Les généraux sont en cause, on l’a vu. Mais pour mettre à l’abri leurs fortunes longuement amassées, ils ont dû faire appel à des banques. Celles du blanchiment, qui sont bien entendu les mêmes que celles des trafiquants. La coke, et l’argent qu’elle génère, corrompt tout (*), au plus haut niveau. Jusqu’aux chefs d’Etat, parfois, ou bien leur famille, comme en Colombie. A ce stade, il n’y a plus à parler d’éthique. C’est à celui qui va empocher la mise le premier, car le flux est tel que tout le monde en profite. Devant cette chienlit qui envahit tous les rouages d’un Etat, certains se lèvent et résistent, comme un certain juge, qui, en France, avait fait front devant les mafieux. Son équivalent hondurien, Julian Aristides Gonzalez, a connu hélas le même sort… mais depuis quelque temps, ça se lézarde, et des rats quittent le navire vénézuélien. Et viennent raconter, une fois avoir mis leur famille à l’abri, les turpitudes d’un régime qui parle un double langage constant.

Un document implacable

Un excellent rapport de mai 2011 de l’ OFDT (**), signé David Weinberger, de l’Institut national des hautes études de la sécurité et de la justice (INHESJ) nous dresse un tableau éloquent de la tendance générale du circuit de cocaïne désormais autour du Venezuela : « depuis 2005 et 2006, du fait des bouleversements régionaux susmentionnés, les États vénézuéliens du Zulia, du Táchira mais surtout d’Apure, limitrophes de la Colombie, deviennent ainsi, les principaux lieux de départ de la cocaïne colombienne vers le marché nord-américain, notamment au moyen du vecteur aérien.
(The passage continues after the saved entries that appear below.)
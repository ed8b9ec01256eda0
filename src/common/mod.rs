pub mod errors;
pub mod logging;
pub mod types;

pub use errors::*;
pub use types::*;
use serde::{Deserialize, Serialize};

/// Tuning knobs for the playback orchestrator.
#[derive(Debug, Deserialize, Serialize, Clone)]
pub struct PlayerConfig {
    /// Wall-clock budget per delivery candidate, covering resolution and
    /// manifest load. Exceeding it fails the candidate, not the session.
    #[serde(default = "default_load_timeout_ms")]
    pub load_timeout_ms: u64,
    /// How long to sit on an engine `ready` before trusting it. A manifest
    /// that dies right after parse fails the candidate inside this window.
    #[serde(default = "default_verify_delay_ms")]
    pub verify_delay_ms: u64,
    /// Retry budget for the candidate search. The search stops at this many
    /// failed candidates even if untried combinations remain.
    #[serde(default = "default_max_retries")]
    pub max_retries: u32,
    /// Saved positions at or below this many seconds start over silently
    /// instead of prompting.
    #[serde(default = "default_resume_threshold_secs")]
    pub resume_threshold_secs: f64,
    /// Cadence of periodic progress persistence while playing.
    #[serde(default = "default_progress_save_interval_secs")]
    pub progress_save_interval_secs: u64,
    /// Positions earlier than this are never persisted.
    #[serde(default = "default_min_watched_secs")]
    pub min_watched_secs: f64,
    /// Positions within this many seconds of the end are never persisted,
    /// so a finished episode does not masquerade as a resume point.
    #[serde(default = "default_end_margin_secs")]
    pub end_margin_secs: f64,
    /// Idle time before the control overlay auto-hides.
    #[serde(default = "default_controls_idle_ms")]
    pub controls_idle_ms: u64,
}

impl Default for PlayerConfig {
    fn default() -> Self {
        Self {
            load_timeout_ms: default_load_timeout_ms(),
            verify_delay_ms: default_verify_delay_ms(),
            max_retries: default_max_retries(),
            resume_threshold_secs: default_resume_threshold_secs(),
            progress_save_interval_secs: default_progress_save_interval_secs(),
            min_watched_secs: default_min_watched_secs(),
            end_margin_secs: default_end_margin_secs(),
            controls_idle_ms: default_controls_idle_ms(),
        }
    }
}

fn default_load_timeout_ms() -> u64 {
    12_000
}

fn default_verify_delay_ms() -> u64 {
    3_000
}

fn default_max_retries() -> u32 {
    6
}

fn default_resume_threshold_secs() -> f64 {
    10.0
}

fn default_progress_save_interval_secs() -> u64 {
    5
}

fn default_min_watched_secs() -> f64 {
    10.0
}

fn default_end_margin_secs() -> f64 {
    30.0
}

fn default_controls_idle_ms() -> u64 {
    2_000
}
use serde::{Deserialize, Serialize};

use crate::common::types::AnyResult;
use crate::configs::*;

#[derive(Debug, Deserialize, Serialize, Clone, Default)]
pub struct Config {
    #[serde(default)]
    pub player: PlayerConfig,
    #[serde(default)]
    pub upstream: UpstreamConfig,
    #[serde(default)]
    pub logging: Option<LoggingConfig>,
}

impl Config {
    /// Load `config.toml` (or `config.default.toml`) from the working
    /// directory.
    pub fn load() -> AnyResult<Self> {
        let config_path = if std::path::Path::new("config.toml").exists() {
            "config.toml"
        } else if std::path::Path::new("config.default.toml").exists() {
            "config.default.toml"
        } else {
            return Err("config.toml or config.default.toml not found".into());
        };

        Self::from_path(config_path)
    }

    pub fn from_path(path: &str) -> AnyResult<Self> {
        tracing::debug!("Loading configuration from: {}", path);

        let config_str = std::fs::read_to_string(path)?;
        if config_str.is_empty() {
            return Err(format!("{} is empty", path).into());
        }

        let config: Config = toml::from_str(&config_str)?;
        Ok(config)
    }
}

#[cfg(test)]
mod tests {
    use super::*;

    #[test]
    fn test_empty_toml_gives_defaults() {
        let config: Config = toml::from_str("").unwrap();
        assert_eq!(config.player.load_timeout_ms, 12_000);
        assert_eq!(config.upstream.servers.len(), 3);
        assert!(config.logging.is_none());
    }

    #[test]
    fn test_partial_override() {
        let config: Config = toml::from_str(
            r#"
            [player]
            max_retries = 4

            [upstream]
            base_url = "http://localhost:4000/api"
            servers = ["vidcloud"]
            "#,
        )
        .unwrap();

        assert_eq!(config.player.max_retries, 4);
        assert_eq!(config.player.verify_delay_ms, 3_000);
        assert_eq!(config.upstream.base_url, "http://localhost:4000/api");
        assert_eq!(config.upstream.servers, vec!["vidcloud".to_string()]);
    }
}
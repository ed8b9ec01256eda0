use std::time::Duration;

use serde::{Deserialize, Serialize};
use thiserror::Error;

/// Everything that can go wrong while bringing an episode to a playing state.
///
/// Only `NoDeliveryAvailable` and `UnsupportedPlayback` are terminal for a
/// playback attempt; every other kind is handled internally by advancing the
/// delivery-candidate search.
#[derive(Debug, Error)]
pub enum PlaybackError {
    /// The upstream answered but returned no usable source list.
    #[error("resolution failed: {0}")]
    ResolutionFailed(String),

    /// No upstream response arrived within the bounded window.
    #[error("resolution timed out after {0:?}")]
    ResolutionTimeout(Duration),

    /// The stream engine reported an error it cannot recover from.
    #[error("engine fatal error: {0}")]
    EngineFatal(String),

    /// Every server/audio combination has been tried (or the retry budget
    /// ran out) without producing a working stream.
    #[error("no delivery available: {tried} server/audio combinations failed")]
    NoDeliveryAvailable { tried: usize },

    /// No compatible stream engine exists for this runtime.
    #[error("no compatible stream engine available")]
    UnsupportedPlayback,
}

impl PlaybackError {
    pub fn kind(&self) -> ErrorKind {
        match self {
            Self::ResolutionFailed(_) => ErrorKind::ResolutionFailed,
            Self::ResolutionTimeout(_) => ErrorKind::ResolutionTimeout,
            Self::EngineFatal(_) => ErrorKind::EngineFatal,
            Self::NoDeliveryAvailable { .. } => ErrorKind::NoDeliveryAvailable,
            Self::UnsupportedPlayback => ErrorKind::UnsupportedPlayback,
        }
    }

    /// Kinds that fail one candidate and advance the search rather than
    /// ending the session.
    pub fn is_candidate_failure(&self) -> bool {
        matches!(
            self,
            Self::ResolutionFailed(_) | Self::ResolutionTimeout(_) | Self::EngineFatal(_)
        )
    }
}

/// Serializable error discriminant carried by caller-facing `Error` events.
#[derive(Debug, Clone, Copy, PartialEq, Eq, Serialize, Deserialize)]
#[serde(rename_all = "camelCase")]
pub enum ErrorKind {
    ResolutionFailed,
    ResolutionTimeout,
    EngineFatal,
    NoDeliveryAvailable,
    UnsupportedPlayback,
}

#[cfg(test)]
mod tests {
    use super::*;

    #[test]
    fn test_candidate_failures_are_not_terminal() {
        assert!(PlaybackError::ResolutionFailed("empty sources".into()).is_candidate_failure());
        assert!(PlaybackError::ResolutionTimeout(Duration::from_secs(12)).is_candidate_failure());
        assert!(PlaybackError::EngineFatal("manifest parse error".into()).is_candidate_failure());
        assert!(!PlaybackError::NoDeliveryAvailable { tried: 6 }.is_candidate_failure());
        assert!(!PlaybackError::UnsupportedPlayback.is_candidate_failure());
    }

    #[test]
    fn test_kind_serializes_camel_case() {
        let s = serde_json::to_string(&ErrorKind::NoDeliveryAvailable).unwrap();
        assert_eq!(s, "\"noDeliveryAvailable\"");
    }
}
pub mod upstream;

pub use upstream::UpstreamResolver;

use async_trait::async_trait;

use crate::common::errors::PlaybackError;
use crate::protocol::episode::{AudioTrack, EpisodeRef};
use crate::protocol::manifest::ManifestDescriptor;

/// Resolves one delivery candidate into a playable manifest.
///
/// Resolution is idempotent and side-effect free beyond the network call;
/// the orchestrator may issue it repeatedly for different candidates. A
/// superseded call's result is discarded by the caller, so implementations
/// need no cancellation support of their own.
#[async_trait]
pub trait SourceResolver: Send + Sync {
    /// Unique identifier for this resolver (e.g. "upstream", "mock").
    fn name(&self) -> &str;

    /// Fetch the manifest descriptor for `episode` from `server` with the
    /// given audio track.
    ///
    /// Fails with `ResolutionFailed` when the upstream returns no usable
    /// source list and `ResolutionTimeout` when no response arrives in time.
    async fn resolve(
        &self,
        episode: &EpisodeRef,
        server: &str,
        audio: AudioTrack,
    ) -> Result<ManifestDescriptor, PlaybackError>;
}
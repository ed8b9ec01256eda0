//! Playback orchestration core for the Cozify streaming app.
//!
//! The orchestrator searches the finite space of delivery options (server ×
//! audio track) until one yields a working adaptive stream, adapts a
//! pluggable stream engine over it, decides whether to resume a prior
//! position, and surfaces timed intro/outro skip windows during playback.
//!
//! ```no_run
//! use std::sync::Arc;
//! use cozify_player::configs::Config;
//! use cozify_player::engine::MediaSink;
//! use cozify_player::player::{Player, PlayerOptions};
//! use cozify_player::protocol::{AudioTrack, EpisodeRef};
//! use cozify_player::resolver::UpstreamResolver;
//! use cozify_player::store::{JsonProgressStore, JsonSettingsStore};
//!
//! # fn engine() -> Arc<dyn cozify_player::engine::StreamEngine> { unimplemented!() }
//! # async fn demo() -> Result<(), Box<dyn std::error::Error + Send + Sync>> {
//! let config = Config::default();
//! let resolver = Arc::new(UpstreamResolver::new(&config.upstream)?);
//!
//! let player = Player::spawn(PlayerOptions {
//!     config,
//!     resolver,
//!     engine: engine(),
//!     sink: MediaSink::new("video-main"),
//!     progress: Arc::new(JsonProgressStore::open("watch_progress.json")),
//!     settings: Arc::new(JsonSettingsStore::open("settings.json")),
//! })?;
//!
//! player.load_episode(
//!     EpisodeRef::new("frieren-18542", "frieren-18542$episode$101", AudioTrack::Sub),
//!     None,
//!     true,
//! );
//! while let Ok(event) = player.events().recv_async().await {
//!     println!("{:?}", event);
//! }
//! # Ok(())
//! # }
//! ```

pub mod common;
pub mod configs;
pub mod engine;
pub mod player;
pub mod protocol;
pub mod resolver;
pub mod store;

pub use common::errors::{ErrorKind, PlaybackError};
pub use player::{Player, PlayerOptions};
pub use protocol::events::PlayerEvent;
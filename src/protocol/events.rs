use serde::Serialize;

use crate::common::errors::ErrorKind;
use crate::protocol::episode::{AudioTrack, DeliveryCandidate};
use crate::protocol::manifest::{QualityLevel, SubtitleTrack};
use crate::protocol::state::PlaybackPhase;

/// Events emitted by the player to its embedding caller.
#[derive(Debug, Clone, Serialize)]
#[serde(tag = "type", rename_all = "camelCase")]
pub enum PlayerEvent {
    /// A candidate produced a parsed, playable manifest.
    Ready {
        #[serde(rename = "qualityLevels")]
        quality_levels: Vec<QualityLevel>,
        subtitles: Vec<SubtitleTrack>,
        candidate: DeliveryCandidate,
    },

    /// A user-visible failure. Non-terminal kinds never reach here; they
    /// advance the candidate search silently.
    Error {
        kind: ErrorKind,
        message: String,
        /// How many server/audio combinations were tried before giving up.
        #[serde(skip_serializing_if = "Option::is_none")]
        tried: Option<usize>,
    },

    /// Playback reached the end of the episode.
    Ended {
        #[serde(rename = "hasNext")]
        has_next: bool,
    },

    /// A saved position exists for this episode; playback holds in `Ready`
    /// until the caller answers with `resume()` or `restart()`.
    ResumeDecisionNeeded {
        #[serde(rename = "savedPosition")]
        saved_position: f64,
    },

    /// Current time entered or left the intro window.
    SkipIntroAvailable { available: bool },

    /// Current time entered or left the outro window.
    SkipOutroAvailable {
        available: bool,
        #[serde(rename = "hasNext")]
        has_next: bool,
    },

    /// The caller should advance to the next episode (outro skip).
    NextEpisodeRequested,

    TimeUpdate {
        position: f64,
        duration: f64,
    },

    PhaseChanged {
        phase: PlaybackPhase,
    },

    /// The search moved on to another server/audio combination.
    CandidateChanged {
        candidate: DeliveryCandidate,
        #[serde(rename = "serverName")]
        server_name: String,
        audio: AudioTrack,
    },

    /// Control overlay visibility, driven by the activity idle timer.
    OverlayVisibility { visible: bool },
}

#[cfg(test)]
mod tests {
    use super::*;

    #[test]
    fn test_event_tagging() {
        let e = PlayerEvent::Ended { has_next: true };
        let json = serde_json::to_value(&e).unwrap();
        assert_eq!(json["type"], "ended");
        assert_eq!(json["hasNext"], true);
    }

    #[test]
    fn test_error_event_omits_absent_tried() {
        let e = PlayerEvent::Error {
            kind: ErrorKind::UnsupportedPlayback,
            message: "no engine".into(),
            tried: None,
        };
        let json = serde_json::to_value(&e).unwrap();
        assert!(json.get("tried").is_none());
    }
}
use std::sync::Arc;
use std::time::Duration;

use parking_lot::RwLock;
use tokio::task::JoinHandle;
use tracing::{debug, info, warn};

use crate::common::errors::PlaybackError;
use crate::configs::Config;
use crate::engine::{EngineAdapter, EngineEvent, MediaSink, StreamEngine};
use crate::player::session::EpisodeSession;
use crate::protocol::episode::{AudioTrack, DeliveryCandidate, EpisodeRef};
use crate::protocol::events::PlayerEvent;
use crate::protocol::manifest::{ManifestDescriptor, QualitySelection};
use crate::protocol::state::{PlaybackPhase, PlayerStateSnapshot};
use crate::resolver::SourceResolver;
use crate::store::{PlayerSettings, ProgressStore, ResumePoint, SettingsStore};

/// Everything the orchestrator composes.
pub struct PlayerOptions {
    pub config: Config,
    pub resolver: Arc<dyn SourceResolver>,
    pub engine: Arc<dyn StreamEngine>,
    pub sink: MediaSink,
    pub progress: Arc<dyn ProgressStore>,
    pub settings: Arc<dyn SettingsStore>,
}

/// Handle to a running playback orchestrator.
///
/// Commands are fire-and-forget; outcomes arrive on [`Player::events`].
/// Dropping the handle shuts the orchestrator down (with a final progress
/// save).
pub struct Player {
    commands: flume::Sender<Command>,
    events: flume::Receiver<PlayerEvent>,
    snapshot: Arc<RwLock<PlayerStateSnapshot>>,
}

impl Player {
    /// Spawn the orchestrator actor.
    ///
    /// Fails with `UnsupportedPlayback` when the engine cannot run in this
    /// runtime at all; that is the only error not delivered as an event.
    pub fn spawn(options: PlayerOptions) -> Result<Self, PlaybackError> {
        if !options.engine.supported() {
            return Err(PlaybackError::UnsupportedPlayback);
        }

        let (command_tx, command_rx) = flume::unbounded();
        let (event_tx, event_rx) = flume::unbounded();
        let (engine_tx, engine_rx) = flume::unbounded();
        let (internal_tx, internal_rx) = flume::unbounded();

        let settings = options.settings.get();
        let snapshot = Arc::new(RwLock::new(PlayerStateSnapshot {
            playback_rate: settings.playback_rate,
            ..PlayerStateSnapshot::default()
        }));

        let mut adapter = EngineAdapter::new(options.engine, options.sink, engine_tx);
        // Session-start preferences ride along on the first attach.
        adapter.set_volume(settings.volume);
        adapter.set_muted(settings.muted);
        adapter.set_rate(settings.playback_rate);

        let orchestrator = Orchestrator {
            config: options.config,
            resolver: options.resolver,
            adapter,
            progress: options.progress,
            settings_store: options.settings,
            settings,
            events: event_tx,
            commands: command_rx,
            engine_rx,
            internal_tx,
            internal_rx,
            snapshot: snapshot.clone(),
            phase: PlaybackPhase::Idle,
            epoch: 0,
            session: None,
            resolve_task: None,
            deadline_task: None,
            verify_task: None,
            overlay_seq: 0,
            overlay_visible: false,
            return_phase_after_seek: None,
        };

        tokio::spawn(orchestrator.run());

        Ok(Self {
            commands: command_tx,
            events: event_rx,
            snapshot,
        })
    }

    /// The caller-facing event stream. Single consumer.
    pub fn events(&self) -> &flume::Receiver<PlayerEvent> {
        &self.events
    }

    /// Point-in-time state, readable without waiting on the actor.
    pub fn state(&self) -> PlayerStateSnapshot {
        self.snapshot.read().clone()
    }

    /// Start (or switch to) an episode. `resume_from` skips the resume
    /// prompt and seeks straight there once the stream is up.
    pub fn load_episode(&self, episode: EpisodeRef, resume_from: Option<f64>, has_next: bool) {
        self.send(Command::Load {
            episode,
            resume_from,
            has_next,
        });
    }

    pub fn play(&self) {
        self.send(Command::Play);
    }

    pub fn pause(&self) {
        self.send(Command::Pause);
    }

    pub fn seek(&self, position: f64) {
        self.send(Command::Seek(position));
    }

    pub fn set_volume(&self, volume: f32) {
        self.send(Command::SetVolume(volume));
    }

    pub fn set_muted(&self, muted: bool) {
        self.send(Command::SetMuted(muted));
    }

    pub fn set_rate(&self, rate: f64) {
        self.send(Command::SetRate(rate));
    }

    /// Select a subtitle track by id, or `None` for off.
    pub fn set_subtitle(&self, track: Option<String>) {
        self.send(Command::SetSubtitle(track));
    }

    pub fn set_quality(&self, quality: QualitySelection) {
        self.send(Command::SetQuality(quality));
    }

    pub fn set_subtitle_style(&self, size: f32, background: bool) {
        self.send(Command::SetSubtitleStyle { size, background });
    }

    /// Manually pin one server/audio pair, bypassing the search.
    pub fn force_candidate(&self, server: usize, audio: AudioTrack) {
        self.send(Command::ForceCandidate { server, audio });
    }

    /// Start the search over from the first candidate (or re-attach the
    /// forced one, if any).
    pub fn retry(&self) {
        self.send(Command::Retry);
    }

    /// Answer a `ResumeDecisionNeeded` with "continue where I left off".
    pub fn resume(&self) {
        self.send(Command::Resume);
    }

    /// Answer a `ResumeDecisionNeeded` with "start over".
    pub fn restart(&self) {
        self.send(Command::Restart);
    }

    pub fn skip_intro(&self) {
        self.send(Command::SkipIntro);
    }

    pub fn skip_outro(&self) {
        self.send(Command::SkipOutro);
    }

    /// Report user activity (pointer movement); keeps the control overlay
    /// visible and re-arms its idle timer.
    pub fn activity(&self) {
        self.send(Command::Activity);
    }

    pub fn shutdown(&self) {
        self.send(Command::Shutdown);
    }

    fn send(&self, command: Command) {
        let _ = self.commands.send(command);
    }
}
Si le crash d’un DC9 à Playa del Carmen avec 5,5 t de cocaïne à son bord en 2005 a marqué les esprits, il n’en reste pas moins exceptionnel car le trafic par les airs est majoritairement le fait de petits avions qui ne rejoignent que très rarement le Mexique sans escale. Ils atterrissent généralement dans des zones où l’espace aérien est moins contrôlé, comme en République Dominicaine et Haïti jusqu’en 2009, puis au Honduras, au Guatemala, au Costa Rica ou au Belize. » Exactement ce que je vous ai décrit ici en de multiples épisodes de la série « Coke en Stock » ! « Ces États, dotés de faibles moyens, sont désormais profondément déstabilisés par la mainmise partielle des organisations criminelles, notamment mexicaines, qui acheminent la drogue vers le nord par la voie terrestre ou maritime ». L’emprise de l’argent de la coke devenant le principal levier de corruption des hommes politiques dans ces pays.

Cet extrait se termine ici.